ICC chief Srinivasan toppled as BCCI pulls support

MUMBAI – Narayanaswami Srinivasan was removed as International Cricket Council chairman on Monday after his home board announced it was withdrawing its support, following corruption scandals embroiling the sport in India.Srinivasan would be replaced as head of the sport’s world governing body by the powerful Board of Control for Cricket in India (BCCI)’s current president Shashank Manohar. “The BCCI representative to the ICC will be Shashank Manohar,” BCCI Secretary Anurag Thakur told reporters after the board’s annual general meeting in Mumbai. “And by virtue of being the board’s representative to the ICC he will take over as the ICC chairman,” he said.Srinivasan was appointed ICC chief in June last year after being chosen by the BCCI as India’s representative to the top role which rotates every two years among cricketing nations. But the cement tycoon has been caught up in corruption scandals that have hit the glitzy and lucrative Indian Premier League (IPL).The 70-year-old agreed to step aside as BCCI chief after an Indian Supreme Court panel found him guilty of a conflict of interest for having commercial dealings in the sport. Srinivasan is the managing director of India Cements which owns the Chennai Super Kings franchise captained by India skipper Mahendra Dhoni.India’s top court also found Srinivasan’s son-in-law Gurunath Meiyappan guilty of illegal betting while serving as team principal at the Chennai Super Kings and banned him from all cricket-related activities. The court panel this year suspended Chennai Super Kings and another IPL franchise – Rajasthan Royals – from the Twenty20 league for two years due to misconduct by its officials.

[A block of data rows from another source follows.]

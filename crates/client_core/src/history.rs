use chrono::{DateTime, Utc};

/// Number of prompts shown in the history panel.
pub const HISTORY_DISPLAY_LIMIT: usize = 5;
const LABEL_MAX_CHARS: usize = 30;

#[derive(Debug, Clone, PartialEq)]
pub struct HistoryEntry {
    pub prompt: String,
    pub submitted_at: DateTime<Utc>,
}

/// Append-only log of accepted prompts, kept for the lifetime of the process.
#[derive(Debug, Clone, Default)]
pub struct History {
    entries: Vec<HistoryEntry>,
}

impl History {
    pub fn new() -> Self {
        Self::default()
    }

    pub fn push(&mut self, prompt: impl Into<String>) {
        self.entries.push(HistoryEntry {
            prompt: prompt.into(),
            submitted_at: Utc::now(),
        });
    }

    pub fn len(&self) -> usize {
        self.entries.len()
    }

    pub fn is_empty(&self) -> bool {
        self.entries.is_empty()
    }

    /// The most recent entries, oldest first.
    pub fn recent(&self) -> &[HistoryEntry] {
        let start = self.entries.len().saturating_sub(HISTORY_DISPLAY_LIMIT);
        &self.entries[start..]
    }

    pub fn recent_prompts(&self) -> Vec<String> {
        self.recent()
            .iter()
            .map(|entry| entry.prompt.clone())
            .collect()
    }

    /// Short form of a prompt for a history button.
    pub fn label(prompt: &str) -> String {
        if prompt.chars().count() > LABEL_MAX_CHARS {
            let head: String = prompt.chars().take(LABEL_MAX_CHARS).collect();
            format!("{head}...")
        } else {
            prompt.to_string()
        }
    }
}
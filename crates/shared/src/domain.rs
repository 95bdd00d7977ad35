use std::{collections::BTreeMap, fmt};

use serde::{Deserialize, Deserializer, Serialize};

/// Opaque task identifier assigned by the generation service.
#[derive(Debug, Clone, PartialEq, Eq, Hash, PartialOrd, Ord, Serialize, Deserialize)]
#[serde(transparent)]
pub struct TaskId(pub String);

impl TaskId {
    pub fn new(id: impl Into<String>) -> Self {
        Self(id.into())
    }

    pub fn as_str(&self) -> &str {
        &self.0
    }
}

impl fmt::Display for TaskId {
    fn fmt(&self, f: &mut fmt::Formatter<'_>) -> fmt::Result {
        f.write_str(&self.0)
    }
}

/// One named, bounded dimension reported by the service.
///
/// Fields are read leniently: a missing, null or non-numeric value deserializes
/// to `None` (or an empty unit) instead of rejecting the whole result, because
/// consumers are expected to fall back to defaults per field.
#[derive(Debug, Clone, Default, PartialEq, Serialize, Deserialize)]
pub struct Parameter {
    #[serde(default, deserialize_with = "lenient_number")]
    pub value: Option<f64>,
    #[serde(default, deserialize_with = "lenient_text")]
    pub unit: String,
    #[serde(default, deserialize_with = "lenient_number")]
    pub min: Option<f64>,
    #[serde(default, deserialize_with = "lenient_number")]
    pub max: Option<f64>,
}

impl Parameter {
    pub fn new(value: f64, unit: impl Into<String>, min: f64, max: f64) -> Self {
        Self {
            value: Some(value),
            unit: unit.into(),
            min: Some(min),
            max: Some(max),
        }
    }

    pub fn with_value(value: f64) -> Self {
        Self {
            value: Some(value),
            ..Self::default()
        }
    }
}

pub type ParameterSet = BTreeMap<String, Parameter>;

#[derive(Debug, Clone, Copy, PartialEq, Eq, Hash)]
pub enum ArtifactKind {
    Stl,
    Python,
}

impl ArtifactKind {
    pub const ALL: [ArtifactKind; 2] = [ArtifactKind::Stl, ArtifactKind::Python];

    /// Key under which the service lists this artifact in `result.downloads`.
    pub fn key(self) -> &'static str {
        match self {
            ArtifactKind::Stl => "stl",
            ArtifactKind::Python => "python",
        }
    }

    pub fn file_extension(self) -> &'static str {
        match self {
            ArtifactKind::Stl => "stl",
            ArtifactKind::Python => "py",
        }
    }
}

fn lenient_number<'de, D>(deserializer: D) -> Result<Option<f64>, D::Error>
where
    D: Deserializer<'de>,
{
    let raw = serde_json::Value::deserialize(deserializer)?;
    Ok(match raw {
        serde_json::Value::Number(number) => number.as_f64(),
        serde_json::Value::String(text) => text.trim().parse::<f64>().ok(),
        _ => None,
    })
}

fn lenient_text<'de, D>(deserializer: D) -> Result<String, D::Error>
where
    D: Deserializer<'de>,
{
    let raw = serde_json::Value::deserialize(deserializer)?;
    Ok(match raw {
        serde_json::Value::String(text) => text,
        serde_json::Value::Null => String::new(),
        other => other.to_string(),
    })
}
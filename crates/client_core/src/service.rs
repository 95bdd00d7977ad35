use async_trait::async_trait;
use reqwest::{Client, Response};
use serde::de::DeserializeOwned;
use shared::{
    domain::{ParameterSet, TaskId},
    error::ServiceErrorBody,
    protocol::{
        resolve_locator, GenerateRequest, GenerateResponse, HealthReport, RegenerateRequest,
        TaskStatusResponse,
    },
};

use crate::{config::ClientSettings, error::ServiceError};

/// Remote natural-language-to-CAD service as seen by the controller.
#[async_trait]
pub trait GenerationService: Send + Sync {
    async fn create_task(&self, prompt: &str) -> Result<TaskId, ServiceError>;
    async fn task_status(&self, task_id: &TaskId) -> Result<TaskStatusResponse, ServiceError>;
    async fn regenerate(
        &self,
        model_id: &str,
        parameters: &ParameterSet,
    ) -> Result<TaskId, ServiceError>;
    async fn health(&self) -> Result<HealthReport, ServiceError>;
    async fn fetch_artifact(&self, locator: &str) -> Result<Vec<u8>, ServiceError>;
}

pub struct HttpGenerationService {
    http: Client,
    api_url: String,
}

impl HttpGenerationService {
    pub fn new(api_url: impl Into<String>) -> Self {
        Self {
            http: Client::new(),
            api_url: api_url.into().trim_end_matches('/').to_string(),
        }
    }

    pub fn from_settings(settings: &ClientSettings) -> Result<Self, ServiceError> {
        let http = Client::builder()
            .timeout(settings.request_timeout)
            .build()?;
        Ok(Self {
            http,
            api_url: settings.api_url.trim_end_matches('/').to_string(),
        })
    }

    pub fn api_url(&self) -> &str {
        &self.api_url
    }

    fn endpoint(&self, path: &str) -> String {
        format!("{}{path}", self.api_url)
    }
}

#[async_trait]
impl GenerationService for HttpGenerationService {
    async fn create_task(&self, prompt: &str) -> Result<TaskId, ServiceError> {
        let res = self
            .http
            .post(self.endpoint("/api/generate"))
            .json(&GenerateRequest {
                prompt: prompt.to_string(),
            })
            .send()
            .await?;
        let body: GenerateResponse = decode_json(ensure_success(res).await?).await?;
        Ok(body.task_id)
    }

    async fn task_status(&self, task_id: &TaskId) -> Result<TaskStatusResponse, ServiceError> {
        let res = self
            .http
            .get(self.endpoint(&format!("/api/tasks/{}", task_id.as_str())))
            .send()
            .await?;
        decode_json(ensure_success(res).await?).await
    }

    async fn regenerate(
        &self,
        model_id: &str,
        parameters: &ParameterSet,
    ) -> Result<TaskId, ServiceError> {
        let res = self
            .http
            .post(self.endpoint(&format!("/api/models/{model_id}/regenerate")))
            .json(&RegenerateRequest {
                parameters: parameters.clone(),
            })
            .send()
            .await?;
        let body: GenerateResponse = decode_json(ensure_success(res).await?).await?;
        Ok(body.task_id)
    }

    async fn health(&self) -> Result<HealthReport, ServiceError> {
        let res = self.http.get(self.endpoint("/api/health")).send().await?;
        decode_json(ensure_success(res).await?).await
    }

    async fn fetch_artifact(&self, locator: &str) -> Result<Vec<u8>, ServiceError> {
        let res = self
            .http
            .get(resolve_locator(&self.api_url, locator))
            .send()
            .await?;
        let bytes = ensure_success(res).await?.bytes().await?;
        Ok(bytes.to_vec())
    }
}

async fn ensure_success(res: Response) -> Result<Response, ServiceError> {
    let status = res.status();
    if status.is_success() {
        return Ok(res);
    }

    let raw = res.text().await.unwrap_or_default();
    let message = serde_json::from_str::<ServiceErrorBody>(&raw)
        .ok()
        .and_then(|body| body.message())
        .unwrap_or_default();
    Err(ServiceError::Rejected {
        status: status.as_u16(),
        message,
    })
}

// Reads the body as text first so a bad shape is reported as a payload problem, not transport.
async fn decode_json<T: DeserializeOwned>(res: Response) -> Result<T, ServiceError> {
    let raw = res.text().await?;
    serde_json::from_str(&raw).map_err(|err| ServiceError::MalformedPayload(err.to_string()))
}
//! Maps a completed task's parameters onto the preview solid and the parameter panel.
//!
//! Only the `length`, `width` and `thickness` keys shape the preview box; any
//! other parameter is shown in the panel but ignored by the projection.

use shared::domain::{Parameter, ParameterSet};

/// Millimetres per scene unit.
pub const MM_PER_SCENE_UNIT: f64 = 50.0;

pub const LENGTH_KEY: &str = "length";
pub const WIDTH_KEY: &str = "width";
pub const THICKNESS_KEY: &str = "thickness";

/// Preview solid size in scene units. `height` is the vertical axis.
#[derive(Debug, Clone, Copy, PartialEq)]
pub struct BoxDimensions {
    pub length: f64,
    pub width: f64,
    pub height: f64,
}

impl BoxDimensions {
    /// Shown for any key the service did not supply, and before a task completes.
    pub const PLACEHOLDER: BoxDimensions = BoxDimensions {
        length: 1.0,
        width: 0.6,
        height: 0.1,
    };

    /// Sizes along the scene's x, y and z axes.
    pub fn extents(&self) -> [f64; 3] {
        [self.length, self.height, self.width]
    }

    /// Centre of the box when it rests on the ground plane.
    pub fn position(&self) -> [f64; 3] {
        [0.0, self.height / 2.0, 0.0]
    }
}

impl Default for BoxDimensions {
    fn default() -> Self {
        Self::PLACEHOLDER
    }
}

pub fn project(parameters: Option<&ParameterSet>) -> BoxDimensions {
    let defaults = BoxDimensions::PLACEHOLDER;
    BoxDimensions {
        length: scaled(parameters, LENGTH_KEY).unwrap_or(defaults.length),
        width: scaled(parameters, WIDTH_KEY).unwrap_or(defaults.width),
        height: scaled(parameters, THICKNESS_KEY).unwrap_or(defaults.height),
    }
}

// Zero counts as unusable: a zero-sized preview axis is never what the service meant.
fn scaled(parameters: Option<&ParameterSet>, key: &str) -> Option<f64> {
    parameters?
        .get(key)?
        .value
        .filter(|value| value.is_finite() && *value != 0.0)
        .map(|value| value / MM_PER_SCENE_UNIT)
}

/// One row of the read-only parameter panel.
#[derive(Debug, Clone, PartialEq)]
pub struct ParameterSlider {
    pub name: String,
    pub value: Option<f64>,
    pub unit: String,
    pub min: Option<f64>,
    pub max: Option<f64>,
    /// A hundredth of the range, when both bounds are known.
    pub step: Option<f64>,
}

impl ParameterSlider {
    fn from_parameter(name: &str, parameter: &Parameter) -> Self {
        let step = match (parameter.min, parameter.max) {
            (Some(min), Some(max)) => Some((max - min) / 100.0),
            _ => None,
        };
        Self {
            name: name.to_string(),
            value: parameter.value,
            unit: parameter.unit.clone(),
            min: parameter.min,
            max: parameter.max,
            step,
        }
    }

    pub fn display_value(&self) -> String {
        match self.value {
            Some(value) if self.unit.is_empty() => format!("{value}"),
            Some(value) => format!("{value} {}", self.unit),
            None => "-".to_string(),
        }
    }
}

pub fn parameter_panel(parameters: &ParameterSet) -> Vec<ParameterSlider> {
    parameters
        .iter()
        .map(|(name, parameter)| ParameterSlider::from_parameter(name, parameter))
        .collect()
}

#[cfg(test)]
#[path = "tests/projection_tests.rs"]
mod tests;
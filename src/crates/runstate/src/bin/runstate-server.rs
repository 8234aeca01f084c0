//! runstate server binary
//!
//! Serves the namespace-scoped engine API and runs the retry supervisor
//! alongside it.

use anyhow::Context;
use std::net::SocketAddr;
use std::sync::Arc;

use runstate::api::create_router;
use runstate::config::{SecurityMode, SecurityState, ServerConfig};
use runstate::db::DatabaseConnection;
use runstate::executor::RetrySupervisor;
use runstate::services::Engine;

#[tokio::main]
async fn main() -> anyhow::Result<()> {
    // Initialize tracing/logging
    let rust_log = std::env::var("RUST_LOG").unwrap_or_else(|_| "info".to_string());
    tracing_subscriber::fmt().with_env_filter(rust_log).init();

    tracing::info!("Loading server configuration...");
    let mut config = match ServerConfig::load() {
        Ok(cfg) => {
            tracing::info!("Configuration loaded successfully");
            cfg
        }
        Err(e) => {
            tracing::warn!("Failed to load configuration file: {}. Using defaults.", e);
            ServerConfig::default()
        }
    };
    config.apply_env_overrides();

    tracing::info!("Server name: {}", config.server.name);
    tracing::info!("Security mode: {:?}", config.security.mode);
    tracing::info!("Database path: {}", config.database.path);

    let addr: SocketAddr = config
        .bind_address()
        .parse()
        .with_context(|| format!("invalid bind address {}", config.bind_address()))?;

    let database_url = config.database_url();
    tracing::info!("Connecting to database: {}", database_url);
    let db = DatabaseConnection::with_max_connections(&database_url, config.database.max_connections)
        .await
        .context("failed to open database")?;

    tracing::info!("Running database migrations");
    db.run_migrations().await.context("failed to run migrations")?;

    tracing::info!("Performing database health check");
    db.health_check().await.context("database health check failed")?;

    let security_state = SecurityState::new(config.security.clone());
    security_state
        .ensure_configured()
        .context("refusing to start without an API key")?;
    if security_state.mode() == SecurityMode::Open {
        tracing::warn!("Security mode is open; the API accepts unauthenticated requests");
    }
    let security_state = Arc::new(security_state);
    let engine = Engine::new(db.clone(), config.engine.clone());

    let supervisor = RetrySupervisor::new(db.clone(), config.engine.clone()).spawn();

    tracing::info!("Building API router");
    let app = create_router(engine, security_state);

    tracing::info!("Starting runstate server on {}", addr);
    let listener = tokio::net::TcpListener::bind(&addr).await?;

    axum::serve(listener, app.into_make_service())
        .with_graceful_shutdown(shutdown_signal())
        .await?;

    supervisor.shutdown().await;
    db.close().await;

    tracing::info!("runstate server shut down gracefully");
    Ok(())
}

/// Signal for graceful shutdown (Ctrl-C or SIGTERM)
async fn shutdown_signal() {
    let ctrl_c = async {
        tokio::signal::ctrl_c()
            .await
            .expect("Failed to install CTRL-C signal handler");
    };

    #[cfg(unix)]
    let terminate = async {
        tokio::signal::unix::signal(tokio::signal::unix::SignalKind::terminate())
            .expect("Failed to install SIGTERM signal handler")
            .recv()
            .await;
    };

    #[cfg(not(unix))]
    let terminate = std::future::pending::<()>();

    tokio::select! {
        _ = ctrl_c => {
            tracing::info!("Received CTRL-C signal, shutting down");
        }
        _ = terminate => {
            tracing::info!("Received SIGTERM signal, shutting down");
        }
    }
}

ICC rules state that an administrator who is removed by his home board cannot serve in the world governing body, which effectively ends Srinivasan’s tenure immediately. When asked if he was satisfied at the development, Manohar said, “There is no question of satisfaction because I never aspired to this.” The top post would be handed over to England in 2016 for two years, followed by a representative from Australia.